* WHAT IS BEING ASKED *
The data below holds the lines to copy: everything from the line containing "const DEFAULT_SMTP_PORT: u16 = 587;" to the line containing "pub fn from_lookup(lookup: impl", both ends included, set down exactly.

* THE RECORDS *
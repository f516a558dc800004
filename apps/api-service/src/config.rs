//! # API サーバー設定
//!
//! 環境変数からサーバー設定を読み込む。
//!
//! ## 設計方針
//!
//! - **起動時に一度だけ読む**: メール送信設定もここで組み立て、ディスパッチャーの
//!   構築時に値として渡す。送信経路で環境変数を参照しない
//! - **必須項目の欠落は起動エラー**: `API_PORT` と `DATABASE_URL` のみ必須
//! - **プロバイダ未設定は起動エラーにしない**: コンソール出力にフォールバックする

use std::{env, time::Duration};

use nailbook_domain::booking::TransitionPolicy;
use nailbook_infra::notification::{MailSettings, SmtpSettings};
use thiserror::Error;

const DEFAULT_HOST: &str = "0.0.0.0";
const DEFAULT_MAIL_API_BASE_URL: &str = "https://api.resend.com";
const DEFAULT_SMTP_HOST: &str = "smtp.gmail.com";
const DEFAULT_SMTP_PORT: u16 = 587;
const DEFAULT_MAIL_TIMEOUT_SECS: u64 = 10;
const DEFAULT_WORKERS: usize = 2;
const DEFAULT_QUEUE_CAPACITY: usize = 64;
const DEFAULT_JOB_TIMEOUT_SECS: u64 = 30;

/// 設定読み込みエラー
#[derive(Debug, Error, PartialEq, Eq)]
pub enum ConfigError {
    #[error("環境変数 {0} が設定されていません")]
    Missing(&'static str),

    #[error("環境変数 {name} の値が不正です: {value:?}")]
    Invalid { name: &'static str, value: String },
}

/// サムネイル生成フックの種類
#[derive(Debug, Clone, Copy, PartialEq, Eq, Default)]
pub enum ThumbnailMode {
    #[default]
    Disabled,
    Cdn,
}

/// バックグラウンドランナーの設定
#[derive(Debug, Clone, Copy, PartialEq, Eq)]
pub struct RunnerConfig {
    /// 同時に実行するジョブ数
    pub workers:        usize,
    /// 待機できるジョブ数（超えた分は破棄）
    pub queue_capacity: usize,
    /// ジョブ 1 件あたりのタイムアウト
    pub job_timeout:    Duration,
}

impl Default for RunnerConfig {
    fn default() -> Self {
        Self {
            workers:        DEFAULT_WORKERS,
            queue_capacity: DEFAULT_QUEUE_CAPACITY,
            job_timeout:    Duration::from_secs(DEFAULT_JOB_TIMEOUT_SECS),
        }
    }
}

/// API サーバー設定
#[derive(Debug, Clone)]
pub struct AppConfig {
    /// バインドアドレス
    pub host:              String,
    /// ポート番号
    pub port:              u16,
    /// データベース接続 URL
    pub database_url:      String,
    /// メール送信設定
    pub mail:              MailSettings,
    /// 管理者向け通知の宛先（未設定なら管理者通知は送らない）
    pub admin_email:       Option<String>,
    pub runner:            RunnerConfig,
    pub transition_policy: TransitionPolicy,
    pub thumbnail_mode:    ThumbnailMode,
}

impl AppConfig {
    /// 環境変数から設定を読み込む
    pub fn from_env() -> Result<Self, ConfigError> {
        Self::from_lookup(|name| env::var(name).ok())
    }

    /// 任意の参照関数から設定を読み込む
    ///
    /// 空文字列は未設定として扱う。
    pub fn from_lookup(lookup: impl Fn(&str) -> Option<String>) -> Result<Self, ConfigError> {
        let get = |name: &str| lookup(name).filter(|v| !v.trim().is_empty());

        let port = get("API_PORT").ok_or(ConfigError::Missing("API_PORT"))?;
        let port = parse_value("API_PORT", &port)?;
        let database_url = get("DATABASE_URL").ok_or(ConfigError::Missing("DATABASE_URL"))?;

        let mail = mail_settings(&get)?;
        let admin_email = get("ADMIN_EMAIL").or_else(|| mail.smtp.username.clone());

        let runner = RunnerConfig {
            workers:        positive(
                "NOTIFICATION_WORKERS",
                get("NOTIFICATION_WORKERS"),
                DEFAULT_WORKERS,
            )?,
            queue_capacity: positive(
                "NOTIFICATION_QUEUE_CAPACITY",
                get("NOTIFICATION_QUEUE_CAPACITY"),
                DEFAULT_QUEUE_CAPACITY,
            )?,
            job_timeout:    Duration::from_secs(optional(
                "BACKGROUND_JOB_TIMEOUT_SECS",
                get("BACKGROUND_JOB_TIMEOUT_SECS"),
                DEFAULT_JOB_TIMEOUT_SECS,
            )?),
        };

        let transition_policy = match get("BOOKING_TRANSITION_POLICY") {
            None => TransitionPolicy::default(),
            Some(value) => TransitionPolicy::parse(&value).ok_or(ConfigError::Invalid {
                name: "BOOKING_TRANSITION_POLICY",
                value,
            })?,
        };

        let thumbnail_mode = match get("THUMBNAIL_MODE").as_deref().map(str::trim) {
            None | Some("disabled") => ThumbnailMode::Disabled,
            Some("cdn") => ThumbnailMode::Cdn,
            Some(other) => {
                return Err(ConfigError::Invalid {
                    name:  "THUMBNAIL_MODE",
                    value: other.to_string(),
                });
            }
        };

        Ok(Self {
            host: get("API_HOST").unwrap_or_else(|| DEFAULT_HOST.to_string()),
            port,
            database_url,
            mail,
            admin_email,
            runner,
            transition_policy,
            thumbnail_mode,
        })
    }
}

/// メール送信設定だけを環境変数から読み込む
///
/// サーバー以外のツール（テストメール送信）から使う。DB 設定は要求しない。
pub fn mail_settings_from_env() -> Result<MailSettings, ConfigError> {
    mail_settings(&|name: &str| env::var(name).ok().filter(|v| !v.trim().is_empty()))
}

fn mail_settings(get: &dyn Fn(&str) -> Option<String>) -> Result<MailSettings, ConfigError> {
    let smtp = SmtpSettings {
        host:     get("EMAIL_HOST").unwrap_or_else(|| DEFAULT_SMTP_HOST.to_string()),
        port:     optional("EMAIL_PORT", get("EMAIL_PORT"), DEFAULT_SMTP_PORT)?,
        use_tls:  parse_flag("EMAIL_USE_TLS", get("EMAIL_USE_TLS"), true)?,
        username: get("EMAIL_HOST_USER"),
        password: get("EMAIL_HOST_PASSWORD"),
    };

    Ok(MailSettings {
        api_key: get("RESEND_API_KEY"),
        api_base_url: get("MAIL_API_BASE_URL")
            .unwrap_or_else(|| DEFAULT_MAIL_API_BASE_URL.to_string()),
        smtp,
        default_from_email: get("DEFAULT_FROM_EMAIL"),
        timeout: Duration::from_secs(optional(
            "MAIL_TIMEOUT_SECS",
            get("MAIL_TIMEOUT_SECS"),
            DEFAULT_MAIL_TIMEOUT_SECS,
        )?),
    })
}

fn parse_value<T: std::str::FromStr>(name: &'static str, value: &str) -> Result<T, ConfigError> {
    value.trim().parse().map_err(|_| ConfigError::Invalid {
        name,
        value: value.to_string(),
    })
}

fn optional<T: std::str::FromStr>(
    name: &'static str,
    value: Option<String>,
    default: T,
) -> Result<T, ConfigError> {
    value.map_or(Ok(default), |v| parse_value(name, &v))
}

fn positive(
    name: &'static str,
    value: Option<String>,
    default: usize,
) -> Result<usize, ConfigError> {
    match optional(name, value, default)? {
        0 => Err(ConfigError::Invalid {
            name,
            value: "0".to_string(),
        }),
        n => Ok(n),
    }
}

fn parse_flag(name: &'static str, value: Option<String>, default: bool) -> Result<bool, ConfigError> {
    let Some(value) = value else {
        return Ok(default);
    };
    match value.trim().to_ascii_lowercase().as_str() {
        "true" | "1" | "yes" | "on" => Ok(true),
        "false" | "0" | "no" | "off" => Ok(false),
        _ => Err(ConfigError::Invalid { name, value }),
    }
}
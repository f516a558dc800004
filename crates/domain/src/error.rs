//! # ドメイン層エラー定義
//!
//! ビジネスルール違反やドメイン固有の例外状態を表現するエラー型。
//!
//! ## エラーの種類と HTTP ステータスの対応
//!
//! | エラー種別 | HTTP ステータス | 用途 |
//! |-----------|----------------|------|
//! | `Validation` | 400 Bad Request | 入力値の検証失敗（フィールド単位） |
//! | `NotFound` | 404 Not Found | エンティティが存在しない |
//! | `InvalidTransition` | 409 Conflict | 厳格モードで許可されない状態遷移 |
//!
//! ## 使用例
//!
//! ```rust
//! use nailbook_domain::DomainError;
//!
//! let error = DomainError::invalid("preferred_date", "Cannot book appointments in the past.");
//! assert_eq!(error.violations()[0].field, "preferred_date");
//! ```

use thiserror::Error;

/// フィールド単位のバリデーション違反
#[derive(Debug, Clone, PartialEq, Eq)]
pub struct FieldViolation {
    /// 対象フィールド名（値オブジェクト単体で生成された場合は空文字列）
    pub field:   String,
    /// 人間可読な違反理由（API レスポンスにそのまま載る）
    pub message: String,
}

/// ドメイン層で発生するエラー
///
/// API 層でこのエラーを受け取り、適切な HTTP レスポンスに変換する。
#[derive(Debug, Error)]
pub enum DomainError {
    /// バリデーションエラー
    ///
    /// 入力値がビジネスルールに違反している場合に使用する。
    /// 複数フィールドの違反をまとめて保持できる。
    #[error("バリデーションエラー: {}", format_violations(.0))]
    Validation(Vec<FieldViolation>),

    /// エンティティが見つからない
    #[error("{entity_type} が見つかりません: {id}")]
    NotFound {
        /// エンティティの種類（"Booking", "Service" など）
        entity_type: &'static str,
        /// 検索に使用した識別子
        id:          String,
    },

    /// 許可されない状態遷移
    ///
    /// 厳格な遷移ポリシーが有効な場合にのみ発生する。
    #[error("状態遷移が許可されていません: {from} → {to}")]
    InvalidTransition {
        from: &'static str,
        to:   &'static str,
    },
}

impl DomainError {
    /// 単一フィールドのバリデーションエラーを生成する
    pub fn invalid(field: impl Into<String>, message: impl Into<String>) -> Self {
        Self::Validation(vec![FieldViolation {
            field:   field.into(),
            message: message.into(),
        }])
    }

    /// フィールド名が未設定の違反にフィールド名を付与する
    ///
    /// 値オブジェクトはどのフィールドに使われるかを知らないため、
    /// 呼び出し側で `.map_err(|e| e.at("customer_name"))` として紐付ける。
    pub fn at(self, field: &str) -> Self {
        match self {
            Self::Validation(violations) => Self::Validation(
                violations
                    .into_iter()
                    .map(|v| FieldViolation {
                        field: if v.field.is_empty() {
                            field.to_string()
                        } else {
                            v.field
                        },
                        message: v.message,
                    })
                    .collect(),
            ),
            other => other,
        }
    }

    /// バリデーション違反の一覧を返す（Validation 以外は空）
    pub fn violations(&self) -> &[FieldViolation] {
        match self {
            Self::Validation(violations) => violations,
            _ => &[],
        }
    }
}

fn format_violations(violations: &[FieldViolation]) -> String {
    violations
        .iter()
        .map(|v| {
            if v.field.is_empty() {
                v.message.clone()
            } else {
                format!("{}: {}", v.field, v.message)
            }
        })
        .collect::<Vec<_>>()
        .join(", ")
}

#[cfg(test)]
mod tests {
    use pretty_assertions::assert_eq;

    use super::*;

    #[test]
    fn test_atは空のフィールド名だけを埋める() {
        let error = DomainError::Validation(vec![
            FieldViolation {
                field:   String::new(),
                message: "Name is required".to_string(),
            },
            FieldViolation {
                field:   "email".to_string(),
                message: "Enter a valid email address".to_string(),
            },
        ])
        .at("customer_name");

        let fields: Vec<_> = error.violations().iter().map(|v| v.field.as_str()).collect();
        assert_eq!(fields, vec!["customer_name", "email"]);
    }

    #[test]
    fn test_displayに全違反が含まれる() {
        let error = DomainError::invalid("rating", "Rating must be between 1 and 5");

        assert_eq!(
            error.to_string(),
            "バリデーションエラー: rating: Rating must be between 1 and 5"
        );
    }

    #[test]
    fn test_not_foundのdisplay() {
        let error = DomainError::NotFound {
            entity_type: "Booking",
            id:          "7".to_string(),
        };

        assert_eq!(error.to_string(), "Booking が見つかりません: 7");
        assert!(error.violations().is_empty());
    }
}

...

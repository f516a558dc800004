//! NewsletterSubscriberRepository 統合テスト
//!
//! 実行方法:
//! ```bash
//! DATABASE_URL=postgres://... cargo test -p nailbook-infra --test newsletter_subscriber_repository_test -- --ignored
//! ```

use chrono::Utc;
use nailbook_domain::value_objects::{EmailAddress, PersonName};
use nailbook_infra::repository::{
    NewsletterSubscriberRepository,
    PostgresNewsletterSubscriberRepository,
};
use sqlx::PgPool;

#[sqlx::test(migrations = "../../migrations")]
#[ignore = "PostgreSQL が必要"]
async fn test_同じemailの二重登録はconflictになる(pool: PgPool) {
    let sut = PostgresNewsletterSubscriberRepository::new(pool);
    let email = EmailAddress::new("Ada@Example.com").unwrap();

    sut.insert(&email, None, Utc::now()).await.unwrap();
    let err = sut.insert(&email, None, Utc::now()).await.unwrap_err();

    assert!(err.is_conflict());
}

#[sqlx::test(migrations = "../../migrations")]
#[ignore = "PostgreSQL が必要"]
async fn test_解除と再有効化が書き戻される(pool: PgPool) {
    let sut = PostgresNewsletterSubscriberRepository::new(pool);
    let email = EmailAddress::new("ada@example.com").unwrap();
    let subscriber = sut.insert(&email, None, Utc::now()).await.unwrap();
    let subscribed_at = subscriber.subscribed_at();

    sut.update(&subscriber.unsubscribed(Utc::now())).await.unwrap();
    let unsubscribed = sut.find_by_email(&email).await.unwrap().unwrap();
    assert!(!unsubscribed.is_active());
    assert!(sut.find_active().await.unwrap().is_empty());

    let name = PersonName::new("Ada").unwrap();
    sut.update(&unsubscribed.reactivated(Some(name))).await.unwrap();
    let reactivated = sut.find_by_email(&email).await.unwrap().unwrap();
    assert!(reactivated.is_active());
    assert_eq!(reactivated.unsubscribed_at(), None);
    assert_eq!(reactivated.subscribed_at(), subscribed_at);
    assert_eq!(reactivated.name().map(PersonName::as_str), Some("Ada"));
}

* EXERCISE ANSWER *
const DEFAULT_SMTP_PORT: u16 = 587;
const DEFAULT_MAIL_TIMEOUT_SECS: u64 = 10;
const DEFAULT_WORKERS: usize = 2;
const DEFAULT_QUEUE_CAPACITY: usize = 64;
const DEFAULT_JOB_TIMEOUT_SECS: u64 = 30;

/// 設定読み込みエラー
#[derive(Debug, Error, PartialEq, Eq)]
pub enum ConfigError {
    #[error("環境変数 {0} が設定されていません")]
    Missing(&'static str),

    #[error("環境変数 {name} の値が不正です: {value:?}")]
    Invalid { name: &'static str, value: String },
}

/// サムネイル生成フックの種類
#[derive(Debug, Clone, Copy, PartialEq, Eq, Default)]
pub enum ThumbnailMode {
    #[default]
    Disabled,
    Cdn,
}

/// バックグラウンドランナーの設定
#[derive(Debug, Clone, Copy, PartialEq, Eq)]
pub struct RunnerConfig {
    /// 同時に実行するジョブ数
    pub workers:        usize,
    /// 待機できるジョブ数（超えた分は破棄）
    pub queue_capacity: usize,
    /// ジョブ 1 件あたりのタイムアウト
    pub job_timeout:    Duration,
}

impl Default for RunnerConfig {
    fn default() -> Self {
        Self {
            workers:        DEFAULT_WORKERS,
            queue_capacity: DEFAULT_QUEUE_CAPACITY,
            job_timeout:    Duration::from_secs(DEFAULT_JOB_TIMEOUT_SECS),
        }
    }
}

/// API サーバー設定
#[derive(Debug, Clone)]
pub struct AppConfig {
    /// バインドアドレス
    pub host:              String,
    /// ポート番号
    pub port:              u16,
    /// データベース接続 URL
    pub database_url:      String,
    /// メール送信設定
    pub mail:              MailSettings,
    /// 管理者向け通知の宛先（未設定なら管理者通知は送らない）
    pub admin_email:       Option<String>,
    pub runner:            RunnerConfig,
    pub transition_policy: TransitionPolicy,
    pub thumbnail_mode:    ThumbnailMode,
}

impl AppConfig {
    /// 環境変数から設定を読み込む
    pub fn from_env() -> Result<Self, ConfigError> {
        Self::from_lookup(|name| env::var(name).ok())
    }

    /// 任意の参照関数から設定を読み込む
    ///
    /// 空文字列は未設定として扱う。
    pub fn from_lookup(lookup: impl Fn(&str) -> Option<String>) -> Result<Self, ConfigError> {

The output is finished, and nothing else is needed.